# The problem
Check which lines in the records hold "CircuitBreaker" and report how many there are, with no other text.

# Given data
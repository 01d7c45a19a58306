// Copyright (c) Microsoft Corporation.
// Licensed under the MIT License.

//! Loads circuit breaker settings from JSON.
//!
//! Durations use the ISO 8601 format and any missing setting keeps its default.

use fusebox::{BreakerConfig, CircuitBreaker, InMemoryStore, OperationError, Outcome};
use ohno::AppError;
use tick::Clock;

const SETTINGS: &str = r#"{
    "search": { "failure_threshold": 5, "cooldown": "PT30S" },
    "billing": { "cooldown": "PT2M" }
}"#;

#[derive(Debug, serde::Deserialize)]
struct Settings {
    search: BreakerConfig,
    billing: BreakerConfig,
}

#[tokio::main(flavor = "current_thread")]
async fn main() -> Result<(), AppError> {
    let settings: Settings = serde_json::from_str(SETTINGS)?;
    let clock = Clock::new_tokio();

    let search = CircuitBreaker::builder(InMemoryStore::new(), &clock)
        .name("search")
        .config(&settings.search)
        .build();
    let billing = CircuitBreaker::builder(InMemoryStore::new(), &clock)
        .name("billing")
        .config(&settings.billing)
        .build();

    for breaker in [&search, &billing] {
        println!(
            "{}: opens after {} failures, cools down for {:?}",
            breaker.name(),
            breaker.failure_threshold(),
            breaker.cooldown()
        );
    }

    let hits = search.call_async("catalog", || async { Ok::<_, OperationError>(Outcome::success(12)) }).await?;
    println!("search returned {} hits", hits.into_payload());

    println!("effective search settings: {}", serde_json::to_string(&settings.search)?);

    Ok(())
}
// Copyright (c) Microsoft Corporation.
// Licensed under the MIT License.

//! Error types for circuit store operations.

/// An error from a circuit store operation.
///
/// This is an opaque error type that can wrap any underlying error from a store
/// implementation. Use [`std::error::Error::source()`] to access the underlying
/// cause if needed.
///
/// A store error means the circuit's source of truth is unavailable. Circuit breakers
/// propagate it to the caller as-is and never attempt to recover from it.
///
/// # Example
///
/// ```
/// use fusebox_store::Error;
///
/// let error = Error::from_message("connection to the state backend was reset");
/// ```
#[ohno::error]
pub struct Error {}

impl Error {
    /// Creates a new error from any type that can be converted to an error.
    ///
    /// This is the public API for creating store errors from external crates.
    ///
    /// # Examples
    ///
    /// ```
    /// use fusebox_store::Error;
    ///
    /// let error = Error::from_message("operation failed");
    /// let io = Error::from_message(std::io::Error::other("disk unavailable"));
    /// ```
    pub fn from_message(cause: impl Into<Box<dyn std::error::Error + Send + Sync>>) -> Self {
        Self::caused_by(cause)
    }
}

/// A specialized [`Result`] type for circuit store operations.
pub type Result<T> = std::result::Result<T, Error>;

# Result
3